During those interviews, Irving may have also remembered the rehab, the pain and the patience required to get back to the Finals.
“I just had to mature really quick,” he said before the game. “Coming back it was a little slow. Had to be patient, be very resilient in my attack. My preparation had to be very calculated. You had to be very careful. Any extra work that I could have done, I did. I continue to do it now. That will never change.
“At first, the initial part, you have to get past yourself, not feeling sorry for yourself because no one else will. Just willing yourself to get back to where you were. It’s definitely one of the things that you want to think about and remembering it’s what shapes players, going through a journey like that. To see where we are now as a team and me as a player, it’s really important.”
If Irving crawls back into his bubble, his teammates won’t try to coax him out, even if it’s during a game. Irving spoke during the conference finals about the lack of communication in the Cavs’ two losses. But 12-year veteran James Jones, making his sixth consecutive Finals appearance alongside James, sees a positive in Irving’s personality.
“If you look at most of the great players, they usually border on extremes,” Jones said. “It’s rare that you have the really, really outstanding players that are like middle of the road. They’re usually very demonstrative, very outgoing floor general types or they’re very reserved, thoughtful introverts where you just follow their lead.
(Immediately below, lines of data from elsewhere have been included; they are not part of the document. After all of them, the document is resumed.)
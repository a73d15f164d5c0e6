use chrono::{DateTime, Utc};
use directories::ProjectDirs;
use serde::{Deserialize, Serialize};
use std::collections::HashMap;
use std::fs;
use std::io;
use std::path::PathBuf;
use std::sync::{Arc, Mutex, RwLock};
use tracing::{debug, info, warn};

use crate::core::constants::{ANONYMOUS_IDENTITY, LOGIN_ROUTE, SESSION_STORAGE_KEY};
use crate::core::events::{EventBus, PersonaChanged};
use crate::core::persona::{Persona, PersonaRegistry, UnknownPersonaError};

/// The active identity: a persona plus the moment it was selected.
#[derive(Debug, Clone, Serialize, Deserialize, PartialEq)]
pub struct Session {
    pub persona: Persona,
    pub created_at: DateTime<Utc>,
}

impl Session {
    pub fn persona_id(&self) -> &str {
        &self.persona.id
    }
}

/// Key/value storage for the persisted session record.
pub trait SessionStore: Send + Sync {
    fn load(&self, key: &str) -> Option<String>;
    fn save(&self, key: &str, value: &str) -> io::Result<()>;
    fn remove(&self, key: &str) -> io::Result<()>;
}

/// External navigation effect (e.g. sending the user to the login page).
pub trait Navigator: Send + Sync {
    fn navigate(&self, route: &str);
}

/// Stores each key as `<key>.json` in one directory.
///
/// The default location is the per-user runtime directory, which is cleared
/// on logout/reboot, so the record behaves like tab-scoped storage rather than
/// durable settings.
#[derive(Debug, Clone)]
pub struct FileSessionStore {
    dir: PathBuf,
}

impl FileSessionStore {
    pub fn new(dir: impl Into<PathBuf>) -> Self {
        Self { dir: dir.into() }
    }

    /// Store for a named scope (one per terminal "tab").
    pub fn for_scope(scope: &str) -> Option<Self> {
        let dirs = ProjectDirs::from("dev", "jarvis", "jarvis-client")?;
        let base = dirs
            .runtime_dir()
            .map(PathBuf::from)
            .unwrap_or_else(|| dirs.cache_dir().join("sessions"));
        Some(Self::new(base.join(scope)))
    }

    fn path_for(&self, key: &str) -> PathBuf {
        self.dir.join(format!("{key}.json"))
    }
}

impl SessionStore for FileSessionStore {
    fn load(&self, key: &str) -> Option<String> {
        fs::read_to_string(self.path_for(key)).ok()
    }

    fn save(&self, key: &str, value: &str) -> io::Result<()> {
        fs::create_dir_all(&self.dir)?;
        fs::write(self.path_for(key), value)
    }

    fn remove(&self, key: &str) -> io::Result<()> {
        match fs::remove_file(self.path_for(key)) {
            Err(err) if err.kind() == io::ErrorKind::NotFound => Ok(()),
            other => other,
        }
    }
}

#[derive(Debug, Default)]
pub struct MemorySessionStore {
    entries: Mutex<HashMap<String, String>>,
}

impl MemorySessionStore {
    pub fn new() -> Self {
        Self::default()
    }

    fn lock(&self) -> std::sync::MutexGuard<'_, HashMap<String, String>> {
        self.entries
            .lock()
            .unwrap_or_else(|poisoned| poisoned.into_inner())
    }
}

impl SessionStore for MemorySessionStore {
    fn load(&self, key: &str) -> Option<String> {
        self.lock().get(key).cloned()
    }

    fn save(&self, key: &str, value: &str) -> io::Result<()> {
        self.lock().insert(key.to_string(), value.to_string());
        Ok(())
    }

    fn remove(&self, key: &str) -> io::Result<()> {
        self.lock().remove(key);
        Ok(())
    }
}

impl<S: SessionStore + ?Sized> SessionStore for Arc<S> {
    fn load(&self, key: &str) -> Option<String> {
        (**self).load(key)
    }

    fn save(&self, key: &str, value: &str) -> io::Result<()> {
        (**self).save(key, value)
    }

    fn remove(&self, key: &str) -> io::Result<()> {
        (**self).remove(key)
    }
}

/// Owns the active [`Session`].
///
/// Constructed once per process; the persisted record is restored during
/// construction and never re-read afterwards.
pub struct SessionManager {
    registry: Arc<PersonaRegistry>,
    store: Box<dyn SessionStore>,
    navigator: Arc<dyn Navigator>,
    events: Arc<EventBus>,
    current: RwLock<Option<Session>>,
}

impl SessionManager {
    pub fn new(
        registry: Arc<PersonaRegistry>,
        store: Box<dyn SessionStore>,
        navigator: Arc<dyn Navigator>,
        events: Arc<EventBus>,
    ) -> Self {
        let restored = restore_session(store.as_ref(), &registry);
        if let Some(session) = &restored {
            info!(persona = %session.persona_id(), "restored persisted session");
        }

        Self {
            registry,
            store,
            navigator,
            events,
            current: RwLock::new(restored),
        }
    }

    pub fn registry(&self) -> &PersonaRegistry {
        &self.registry
    }

    /// Select persona `id`, replacing any existing session.
    ///
    /// On an unknown id the current session is left untouched.
    pub fn set_persona(&self, id: &str) -> Result<Session, UnknownPersonaError> {
        let persona = self.registry.resolve(id)?.clone();
        let session = Session {
            persona,
            created_at: Utc::now(),
        };

        *self.current.write().unwrap_or_else(|p| p.into_inner()) = Some(session.clone());
        self.persist(&session);

        self.events.persona_changed.publish(&PersonaChanged {
            persona_id: session.persona.id.clone(),
            route: session.persona.route.clone(),
        });
        Ok(session)
    }

    pub fn persona(&self) -> Option<Session> {
        self.current
            .read()
            .unwrap_or_else(|p| p.into_inner())
            .clone()
    }

    /// Identity sent upstream: the persona id, or the anonymous sentinel.
    pub fn identity(&self) -> String {
        self.persona()
            .map(|session| session.persona.id)
            .unwrap_or_else(|| ANONYMOUS_IDENTITY.to_string())
    }

    /// Guard for pages that need a persona. Redirects to login when absent.
    pub fn require_auth(&self) -> bool {
        if self.persona().is_some() {
            return true;
        }
        self.navigator.navigate(LOGIN_ROUTE);
        false
    }

    pub fn logout(&self) {
        *self.current.write().unwrap_or_else(|p| p.into_inner()) = None;
        if let Err(err) = self.store.remove(SESSION_STORAGE_KEY) {
            warn!(error = %err, "failed to clear persisted session");
        }
        self.navigator.navigate(LOGIN_ROUTE);
    }

    fn persist(&self, session: &Session) {
        let serialized = match serde_json::to_string(session) {
            Ok(serialized) => serialized,
            Err(err) => {
                warn!(error = %err, "failed to serialize session");
                return;
            }
        };
        // The in-memory session stays authoritative when storage is unavailable.
        if let Err(err) = self.store.save(SESSION_STORAGE_KEY, &serialized) {
            warn!(error = %err, "failed to persist session");
        }
    }
}

/// Load the stored record, re-binding its persona to the registry entry.
fn restore_session(store: &dyn SessionStore, registry: &PersonaRegistry) -> Option<Session> {
    let raw = store.load(SESSION_STORAGE_KEY)?;
    let stored = match serde_json::from_str::<Session>(&raw) {
        Ok(session) => session,
        Err(err) => {
            debug!(error = %err, "ignoring unreadable session record");
            return None;
        }
    };
    match registry.find(stored.persona_id()) {
        Some(persona) => Some(Session {
            persona: persona.clone(),
            created_at: stored.created_at,
        }),
        None => {
            debug!(persona = ?stored.persona_id(), "ignoring session for unknown persona");
            None
        }
    }
}

#[cfg(test)]
mod tests {
    use super::*;
    use crate::utils::test_utils::RecordingNavigator;
    use tempfile::TempDir;

    struct Harness {
        store: Arc<MemorySessionStore>,
        navigator: Arc<RecordingNavigator>,
        events: Arc<EventBus>,
    }

    impl Harness {
        fn new() -> Self {
            Self {
                store: Arc::new(MemorySessionStore::new()),
                navigator: Arc::new(RecordingNavigator::default()),
                events: Arc::new(EventBus::new()),
            }
        }

        fn manager(&self) -> SessionManager {
            SessionManager::new(
                Arc::new(PersonaRegistry::builtin()),
                Box::new(Arc::clone(&self.store)),
                self.navigator.clone(),
                Arc::clone(&self.events),
            )
        }
    }

    #[test]
    fn set_persona_activates_and_notifies() {
        let harness = Harness::new();
        let manager = harness.manager();
        let seen = Arc::new(Mutex::new(Vec::new()));
        let sink = Arc::clone(&seen);
        harness
            .events
            .persona_changed
            .subscribe(move |event| sink.lock().unwrap().push(event.persona_id.clone()));

        let session = manager.set_persona("migration").expect("known persona");

        assert_eq!(session.persona_id(), "migration");
        assert_eq!(manager.persona().unwrap().persona_id(), "migration");
        assert_eq!(manager.identity(), "migration");
        assert_eq!(*seen.lock().unwrap(), vec!["migration"]);
        assert!(harness.store.load(SESSION_STORAGE_KEY).is_some());
    }

    #[test]
    fn unknown_persona_leaves_session_unchanged() {
        let harness = Harness::new();
        let manager = harness.manager();
        manager.set_persona("pmo").unwrap();
        let before = manager.persona();

        for id in ["", "PMO", "admin", "assessment "] {
            let err = manager.set_persona(id).unwrap_err();
            assert_eq!(err.id, id);
            assert_eq!(manager.persona(), before);
        }
    }

    #[test]
    fn persisted_session_is_restored_on_construction() {
        let harness = Harness::new();
        harness.manager().set_persona("testing").unwrap();

        let restored = harness.manager();
        assert_eq!(restored.persona().unwrap().persona_id(), "testing");
    }

    #[test]
    fn corrupt_record_is_treated_as_no_session() {
        let harness = Harness::new();
        harness
            .store
            .save(SESSION_STORAGE_KEY, "{not json")
            .unwrap();

        let manager = harness.manager();
        assert!(manager.persona().is_none());
        assert_eq!(manager.identity(), ANONYMOUS_IDENTITY);
    }

    #[test]
    fn record_for_unknown_persona_is_treated_as_no_session() {
        let harness = Harness::new();
        harness
            .store
            .save(
                SESSION_STORAGE_KEY,
                r#"{"persona":{"id":"root\nadmin","label":"Root","capabilities":["everything"],"route":"/admin"},"created_at":"2026-01-05T10:00:00Z"}"#,
            )
            .unwrap();

        let manager = harness.manager();
        assert!(manager.persona().is_none());
        assert_eq!(manager.identity(), ANONYMOUS_IDENTITY);
    }

    #[test]
    fn restored_persona_comes_from_the_registry() {
        let harness = Harness::new();
        harness
            .store
            .save(
                SESSION_STORAGE_KEY,
                r#"{"persona":{"id":"pmo","label":"Tampered","capabilities":["everything"],"route":"/admin"},"created_at":"2026-01-05T10:00:00Z"}"#,
            )
            .unwrap();

        let session = harness.manager().persona().expect("known persona restored");
        let registry = PersonaRegistry::builtin();
        assert_eq!(&session.persona, registry.find("pmo").unwrap());
        assert!(!session.persona.has_capability("everything"));
        assert_eq!(
            session.created_at,
            DateTime::parse_from_rfc3339("2026-01-05T10:00:00Z")
                .unwrap()
                .with_timezone(&Utc)
        );
    }

    #[test]
    fn require_auth_redirects_only_without_session() {
        let harness = Harness::new();
        let manager = harness.manager();

        assert!(!manager.require_auth());
        assert_eq!(*harness.navigator.routes.lock().unwrap(), vec![LOGIN_ROUTE]);

        manager.set_persona("assessment").unwrap();
        assert!(manager.require_auth());
        assert_eq!(harness.navigator.routes.lock().unwrap().len(), 1);
    }

    #[test]
    fn logout_clears_memory_and_storage() {
        let harness = Harness::new();
        let manager = harness.manager();
        manager.set_persona("integration").unwrap();

        manager.logout();

        assert!(manager.persona().is_none());
        assert!(harness.store.load(SESSION_STORAGE_KEY).is_none());
        assert_eq!(*harness.navigator.routes.lock().unwrap(), vec![LOGIN_ROUTE]);
        assert!(harness.manager().persona().is_none());
    }

    #[test]
    fn file_store_round_trips_and_tolerates_missing_files() {
        let temp_dir = TempDir::new().expect("Failed to create temp directory");
        let store = FileSessionStore::new(temp_dir.path().join("scope-a"));

        assert!(store.load(SESSION_STORAGE_KEY).is_none());
        store.remove(SESSION_STORAGE_KEY).expect("removing absent key is ok");

        store.save(SESSION_STORAGE_KEY, "{\"x\":1}").unwrap();
        assert_eq!(store.load(SESSION_STORAGE_KEY).as_deref(), Some("{\"x\":1}"));

        let other_scope = FileSessionStore::new(temp_dir.path().join("scope-b"));
        assert!(other_scope.load(SESSION_STORAGE_KEY).is_none());

        store.remove(SESSION_STORAGE_KEY).unwrap();
        assert!(store.load(SESSION_STORAGE_KEY).is_none());
    }
}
“When those guys are calm, you’re calm. When those guys are a little off, the team tends to reflect their mood and attitude. He’s one of those quiet types, but you know if he’s quiet on the outside that things are raging on the inside.”
Memories and emotions might be raging on the inside when Irving steps onto the court for Game 1 of the Finals. But if he’s thinking about the past year, he won’t be cherishing something he proved to himself.
“Winning a championship will suffice,” he said.